- Neobanks are contemplating their future in Australia after Xinja revealed it was exiting banking altogether.
- Douugh CEO Andy Taylor said it was more proof the model as it currently stands is broken.
- The CEOs of 86400 and Volt meanwhile said that their focus remains on lending to become profitable businesses.
- Visit Business Insider Australia’s homepage for more stories.
Xinja’s decision to pull the plug on banking has caused a stir amongst neobank acolytes and skeptics alike.
Undoubtedly Xinja’s biggest rival, 86 400 offered its condolences on Tuesday, noting it was Australian customers that ultimately will lose out from Xinja’s exit.

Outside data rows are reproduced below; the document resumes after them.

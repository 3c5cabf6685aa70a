//! # Relay Data Transfer Objects
//!
//! ## Endpoints Using These DTOs
//!
//! - `GET /ask?q=...&id=...` - [`AskQuery`] (query) -> [`AskResponse`] | [`ErrorResponse`]
//! - `GET /ping` - [`PingResponse`]
//! - `GET /health` - [`HealthResponse`]
//!
//! ## Wire Format
//!
//! All DTOs use **snake_case** field names in JSON (default serde behavior).
//!
//! ```text
//! GET /ask?q=Hello&id=u1
//!
//! {"response": "Hi! How can I help you today?"}
//! ```

use serde::{Deserialize, Serialize};

/// Query parameters of `GET /ask`.
///
/// Built from the raw key/value pairs rather than deserialized as a struct, so
/// a repeated key does not turn into a rejection. Unknown keys are ignored.
#[derive(Debug, Clone, Default, PartialEq, Eq)]
pub struct AskQuery {
    /// The user's message
    pub q: Option<String>,
    /// Opaque caller-supplied user identifier
    pub id: Option<String>,
}

impl AskQuery {
    /// Collect `q` and `id` from decoded query pairs, keeping the first
    /// non-empty value of each.
    pub fn from_pairs<I>(pairs: I) -> Self
    where
        I: IntoIterator<Item = (String, String)>,
    {
        let mut query = Self::default();
        for (key, value) in pairs {
            let slot = match key.as_str() {
                "q" => &mut query.q,
                "id" => &mut query.id,
                _ => continue,
            };
            if slot.as_deref().unwrap_or_default().is_empty() {
                *slot = Some(value);
            }
        }
        query
    }

    /// Return `(query, user_id)` when both are present and non-empty.
    pub fn required(&self) -> Option<(&str, &str)> {
        let q = self.q.as_deref().filter(|s| !s.is_empty())?;
        let id = self.id.as_deref().filter(|s| !s.is_empty())?;
        Some((q, id))
    }
}

/// Successful `/ask` body.
#[derive(Debug, Clone, Serialize, Deserialize, PartialEq, Eq)]
pub struct AskResponse {
    pub response: String,
}

/// Error body used by every endpoint.
#[derive(Debug, Clone, Serialize, Deserialize, PartialEq, Eq)]
pub struct ErrorResponse {
    pub error: String,
}

/// `/ping` body.
#[derive(Debug, Clone, Serialize, Deserialize, PartialEq, Eq)]
pub struct PingResponse {
    pub status: String,
}

impl PingResponse {
    pub fn alive() -> Self {
        Self {
            status: "alive".to_string(),
        }
    }
}

/// Keep-alive counters as reported by `/health`.
#[derive(Debug, Clone, Default, Serialize, Deserialize, PartialEq, Eq)]
pub struct KeepAliveReport {
    pub enabled: bool,
    pub attempts: u64,
    pub successes: u64,
    pub failures: u64,
    pub consecutive_failures: u64,
    /// Unix seconds of the last successful ping
    #[serde(skip_serializing_if = "Option::is_none")]
    pub last_success_at: Option<u64>,
}

/// `/health` body.
#[derive(Debug, Clone, Serialize, Deserialize, PartialEq, Eq)]
pub struct HealthResponse {
    pub status: String,
    pub model: String,
    pub sessions: usize,
    pub keepalive: KeepAliveReport,
}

“While there’s always been healthy competition between us and the other neobanks, we all agree that choice is a good thing,” CEO Robert Bell told Business Insider Australia.
“Australians are crying out for new and smarter ways to manage their money. It’s sad to see a little less choice in the market today, but it underlines the importance of what we’re building.”
While Xinja didn’t offer an explicit reason for its decision to shut up shop, it’s understood the business was facing serious financial problems. Without a lending product, the neobank had no revenue stream to offset the more than $7 million it was paying out on deposits.
With a $433 million equity deal forestalled, the neobank appears to have voluntarily shut down instead of breaching the high capital requirements applied to all banking institutions.
“Running a bank is not an easy business. Even with sufficient capital, the right team and technology, there are many hurdles to overcome that simply don’t exist in other industries. But it’s vital there are companies willing to take on these risks, to help bring competition to the sector and deliver better outcomes for customers,” Bell said.
It hasn’t had the same troubles. The bank has signed almost $200 million in home loans since launching the product in November. Further growth on that front – Bell has set a goal of $2 billion by the end of 2021 – will be crucial to 86 400 turning a profit.
“We’re delivering despite external challenges and are continuing to grow our lending product. In fact, November was our largest month for home loan applications,” Bell said, noting the neo was “optimistic for the year ahead.”
Up Bank is likewise able to lend out deposits via partner Bendigo Bank.
But those the bright spots in the first wave of neobanks, with Xinja not the only one to have stumbled coming out of the blocks.
Volt, the first neobank to receive a full banking licence, has more than once delayed its own public launch. Almost two years on, it is still conducting beta testing, although its main growth driver lies with plans to offer white labelled banking services to other companies.
Speaking to Business Insider Australia, founder Steve Weston insisted the company is still chugging away behind the scenes.
“Volt’s business model has been calibrated for the current low interest rate environment and we are operating as usual with a careful eye on costs. We are pleased with our customer onboarding process and feedback to date has been positive,” Weston said, noting the bank was still testing home lending products with a view to launch next year.
“We strongly believe there is a rightful place in the Australian banking sector for a successful neobank community and we are working hard to achieve that.”
‘The model is broken’
While the four neobanks above round out the first wave of competitors that Xinja came to prominence as part of, they aren’t the only ones.
Perhaps Xinja’s harshest critic is Douugh, a fintech which has repeatedly argued that digital banks are hamstrung by regulatory requirements.
“Providing the same services as traditional banks, taking on the same overheads, but having thinner revenue opportunities, was never going to work. It’s unfortunate for customers who signed up hoping for a new and better banking experience, but it’s definitely not a surprise,” CEO Andy Taylor told Business Insider Australia.
Instead, Taylor is positioning Douugh as a ‘financial wellness app’ operating on a subscription model, thus avoiding the need to have millions of dollars tied up in reserve just to appease the regulator.
“Where a neobank is taking on the role of a deposit-taking institution, the model is broken. However, under the equally common ‘neobank’ term used in the US and Europe, where it also relates to the Banking-as-a-Service model – this is already proving very successful and has lots of potential,” Taylor said.
He believes this model will be “the saviour of the banking industry”, gearing up to launch publicly in the coming months with a buy now, pay later feature.
“Banks can focus on their vanilla banking offer and doing that really well, and fintechs can provide the technical innovation that can better service a new generation of customers.”